Whether it be serving lunches to seniors at the Wilsonville Community Center, providing a Thanksgiving feast to homeless Wilsonville residents at their local church or helping their grandmother run the bookstore at the Wilsonville Public Library, the Hartgraves have been consistent volunteers in town for the past few years. They also recently provided a bit of artistic joy to help people get through the pandemic.
The sisters moved back to their mother, Stephanie Hartgraves,’ hometown of Wilsonville in 2016. Since then, with the encouragement of their grandmother Suzy Sivyer, they quickly began their volunteer work.

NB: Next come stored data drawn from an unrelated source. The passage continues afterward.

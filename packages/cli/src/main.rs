mod client;
mod format;
mod listing;
mod process;
mod settings;

use std::io;
use std::path::{Path, PathBuf};

use anyhow::{Context, Result, bail};
use clap::{Args, CommandFactory, Parser, Subcommand};
use clap_complete::Shell;
use common::ContentHash;

use crate::client::{ApiClient, Image};
use crate::format::{copy_name, format_bytes, upload_name};
use crate::listing::{SortKey, render_rows, sort_images};
use crate::process::{DEFAULT_QUALITY, OutputFormat, ProcessOptions, Resize};
use crate::settings::Settings;

#[derive(Parser, Debug)]
#[command(name = "imgood")]
#[command(about = "Upload, list and delete images on an imgood server")]
struct Cli {
    /// Server base URL [default: saved server or http://localhost:3000]
    #[arg(long, env = "IMGOOD_SERVER")]
    server: Option<String>,

    /// Session token [default: the one saved by `imgood signin`]
    #[arg(long, env = "IMGOOD_TOKEN", hide_env_values = true)]
    token: Option<String>,

    /// Settings file [default: ~/.imgood/config.toml]
    #[arg(long, env = "IMGOOD_CLI_CONFIG")]
    config: Option<PathBuf>,

    #[command(subcommand)]
    command: Command,
}

#[derive(Args, Debug)]
struct Convert {
    /// Output format
    #[arg(short, long, value_enum)]
    format: Option<OutputFormat>,

    /// JPEG quality (1-100); WebP output is lossless
    #[arg(short, long, default_value_t = DEFAULT_QUALITY,
          value_parser = clap::value_parser!(u8).range(1..=100))]
    quality: u8,

    /// Resize to W,H; 0 keeps the aspect ratio, e.g. 800,0
    #[arg(short, long, value_name = "W,H")]
    resize: Option<Resize>,
}

#[derive(Subcommand, Debug)]
enum Command {
    /// Sign in and save the session token
    Signin {
        #[arg(long)]
        email: String,
        #[arg(long, env = "IMGOOD_PASSWORD", hide_env_values = true)]
        password: String,
        /// Print the token without saving it
        #[arg(long)]
        no_save: bool,
    },
    /// End the session and forget the saved token
    Signout,
    /// Upload a local file, re-encoding it first unless told otherwise
    Up {
        file: PathBuf,
        /// Display name used as-is, defaults to the file name
        #[arg(short = 'k', long)]
        name: Option<String>,
        /// Convert to WebP unless --format says otherwise
        #[arg(short, long)]
        compress: bool,
        #[command(flatten)]
        convert: Convert,
        /// Name the upload after the current time, keeping the extension
        #[arg(short, long)]
        timestamp: bool,
        /// Upload the original bytes when nothing else needs re-encoding
        #[arg(long)]
        keep_metadata: bool,
        /// Ignore the EXIF orientation
        #[arg(long)]
        no_rotate: bool,
    },
    /// Upload a converted copy of an existing image
    Cp {
        /// Key of the source image
        key: String,
        /// Display name of the copy
        #[arg(short = 'k', long)]
        name: Option<String>,
        #[command(flatten)]
        convert: Convert,
    },
    /// List uploaded images
    Ls {
        #[arg(long, default_value_t = 1)]
        page: u64,
        /// Images per page
        #[arg(short, long, visible_alias = "per-page", default_value_t = 100)]
        limit: u64,
        /// Only keys starting with this, e.g. 2024/3/
        #[arg(short, long)]
        prefix: Option<String>,
        /// Sort the page [default: newest first]
        #[arg(short, long, value_enum)]
        sort: Option<SortKey>,
        /// Reverse the sort order
        #[arg(short, long, requires = "sort")]
        desc: bool,
        /// Show public URLs
        #[arg(short, long)]
        urls: bool,
    },
    /// Delete an image by key
    Rm { key: String },
    /// Print a shell completion script
    Completion {
        #[arg(value_enum)]
        shell: Shell,
    },
}

fn main() -> Result<()> {
    let cli = Cli::parse();
    let settings_path = cli.config.or_else(settings::default_path);
    let mut settings = match &settings_path {
        Some(path) => Settings::load(path)?,
        None => Settings::default(),
    };
    let server = settings.server(cli.server);
    let token = settings.token(cli.token);
    let client = ApiClient::new(&server, token.clone())?;

    match cli.command {
        Command::Signin {
            email,
            password,
            no_save,
        } => {
            let token = client.sign_in(&email, &password)?;
            if no_save {
                println!("{token}");
            } else {
                settings.server = Some(server);
                settings.token = Some(token);
                let path = save(&settings, settings_path.as_deref())?;
                eprintln!("Signed in; token saved to {}", path.display());
            }
        }
        Command::Signout => {
            if let Some(token) = token
                && let Err(e) = client.sign_out(&token)
            {
                eprintln!("warning: server sign-out failed: {e:#}");
            }
            if settings.token.take().is_some() {
                save(&settings, settings_path.as_deref())?;
            }
            eprintln!("Signed out");
        }
        Command::Up {
            file,
            name,
            compress,
            convert,
            timestamp,
            keep_metadata,
            no_rotate,
        } => {
            let opts = UpOptions {
                name,
                compress,
                convert,
                timestamp,
                keep_metadata,
                no_rotate,
            };
            upload(&client, &file, opts)?;
        }
        Command::Cp { key, name, convert } => copy(&client, &key, name, convert)?,
        Command::Ls {
            page,
            limit,
            prefix,
            sort,
            desc,
            urls,
        } => list(&client, page, limit, prefix.as_deref(), sort, desc, urls)?,
        Command::Rm { key } => {
            client.delete_image(&key)?;
            println!("Deleted {key}");
        }
        Command::Completion { shell } => {
            clap_complete::generate(shell, &mut Cli::command(), "imgood", &mut io::stdout());
        }
    }

    Ok(())
}

fn save(settings: &Settings, path: Option<&Path>) -> Result<PathBuf> {
    let path = path.context("No home directory; pass --config to choose a settings file")?;
    settings.save(path)?;
    Ok(path.to_path_buf())
}

struct UpOptions {
    name: Option<String>,
    compress: bool,
    convert: Convert,
    timestamp: bool,
    keep_metadata: bool,
    no_rotate: bool,
}

fn upload(client: &ApiClient, file: &Path, opts: UpOptions) -> Result<()> {
    let original =
        std::fs::read(file).with_context(|| format!("Failed to read {}", file.display()))?;
    let file_name = file
        .file_name()
        .map(|n| n.to_string_lossy().into_owned())
        .context("File path has no file name; pass --name")?;

    let format = opts
        .convert
        .format
        .or(opts.compress.then_some(OutputFormat::Webp));
    let converting = format.is_some() || opts.convert.resize.is_some();
    let rewrite = converting || !opts.keep_metadata || !opts.no_rotate;
    if converting && opts.keep_metadata {
        eprintln!("warning: metadata is dropped when converting or resizing");
    }

    let (bytes, new_ext) = if !rewrite {
        (original, None)
    } else if !converting && !process::keeps_format(&original) {
        eprintln!("note: {file_name} is uploaded unchanged; pass --format to convert it");
        (original, None)
    } else {
        let processed = process::process(
            &original,
            &ProcessOptions {
                format,
                quality: opts.convert.quality,
                resize: opts.convert.resize,
                auto_orient: !opts.no_rotate,
            },
        )?;
        report_sizes(original.len(), &processed);
        (processed.bytes, format.map(OutputFormat::extension))
    };

    let stamp = opts
        .timestamp
        .then(|| chrono::Local::now().format("%Y%m%d%H%M%S%3f").to_string());
    let name = opts
        .name
        .unwrap_or_else(|| upload_name(&file_name, new_ext, stamp.as_deref()));

    let image = send(client, &name, bytes)?;
    println!("{}", image.url);
    Ok(())
}

fn copy(client: &ApiClient, key: &str, name: Option<String>, convert: Convert) -> Result<()> {
    if convert.format.is_none() && convert.resize.is_none() {
        bail!("Nothing to convert: pass --format or --resize (an unchanged copy is a duplicate)");
    }

    let source = client.find_by_key(key)?;
    let original = client.download(&source.url)?;
    let processed = process::process(
        &original,
        &ProcessOptions {
            format: convert.format,
            quality: convert.quality,
            resize: convert.resize,
            auto_orient: true,
        },
    )?;
    report_sizes(original.len(), &processed);

    let new_ext = convert.format.map(OutputFormat::extension);
    let name = name.unwrap_or_else(|| copy_name(&source.name, new_ext));
    let image = send(client, &name, processed.bytes)?;
    println!("{}", image.url);
    Ok(())
}

fn report_sizes(original: usize, processed: &process::Processed) {
    let ratio = if original == 0 {
        100.0
    } else {
        processed.bytes.len() as f64 * 100.0 / original as f64
    };
    eprintln!(
        "Processed {}x{} {}: {} -> {} ({ratio:.1}%)",
        processed.width,
        processed.height,
        processed.format.extension(),
        format_bytes(original as u64),
        format_bytes(processed.bytes.len() as u64),
    );
}

fn send(client: &ApiClient, name: &str, bytes: Vec<u8>) -> Result<Image> {
    let hash = ContentHash::compute(&bytes).to_hex();
    let size = bytes.len() as u64;

    let upload = client.initiate_upload(name, &hash, size)?;
    eprintln!("Uploading {} ({}) to {}", name, format_bytes(size), upload.key);
    client.put_object(&upload.url, &upload.headers, bytes)?;

    client.confirm_upload(upload.id)
}

fn list(
    client: &ApiClient,
    page: u64,
    limit: u64,
    prefix: Option<&str>,
    sort: Option<SortKey>,
    desc: bool,
    urls: bool,
) -> Result<()> {
    let mut list = client.list_images(page, limit, prefix)?;
    if let Some(sort) = sort {
        sort_images(&mut list.data, sort, desc);
    }

    for row in render_rows(&list.data, urls) {
        println!("{row}");
    }
    println!(
        "Total: {} images, page {}/{}",
        list.pagination.total,
        list.pagination.page,
        list.pagination.total_pages.max(1)
    );
    Ok(())
}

Marley and Riley serve food like meatloaf, vegetables, and strawberries to seniors who attend the weekly lunch at the community center. Stephanie says they’re usually the only youth in attendance, and Marley and Riley enjoy interacting with the seniors. Marley and Riley tell them about what they’re learning in school while the seniors talk about their interests. Apparently, many of them are swimmers, Marley says. “You get to hear conversations and hear stories of how things were back in the olden days,” Stephanie says.
At an annual Thanksgiving dinner at St. Cyril’s Church, Marley and Riley help set the table and serve the food. These meals are well attended by the homeless population in town.
“It feels good to make them happy because they don’t have anywhere to live and don’t have food. “Watching their faces when they get food, I feel really good,” says Riley, who is 9 years old.
Stephanie says these experiences have provided her children a lens into how fortunate they are, a message that she says doesn’t always hit home until you interact with the underprivileged personally.
“You can’t expect them to understand that context until you show them and give them that perspective,” she says. “With the different volunteering opportunities, they’ve been able to gain some of that perspective.”
At the library, the Hartgraves work the cash register and help customers find books. They also help collect bottles annually to fundraise for their local softball team.
Though they couldn’t volunteer during the pandemic due to the closure of facilities like the library and community center, the Hartgraves found another way to spread goodwill. The sisters painted “love and happiness” rocks with designs like hearts and flowers and accompanied them with uplifting messages before placing them across town. The hope was for people’s spirits to be lifted when they came across the rocks. “Painting rocks is really fun and people are happy when they find one,” Riley says.
In the future, Marley wants to volunteer to assist the homeless in other ways and also to help animals. Later on, Marley wants to be a veterinarian or a marine biologist, while Riley aspires to start a donut shop with a friend. Regardless of what they do, Stephanie believes these volunteering experiences will help her daughters in the long run.
“Being able to get that experience of feeling how good it feels to serve others has been really important,” she says.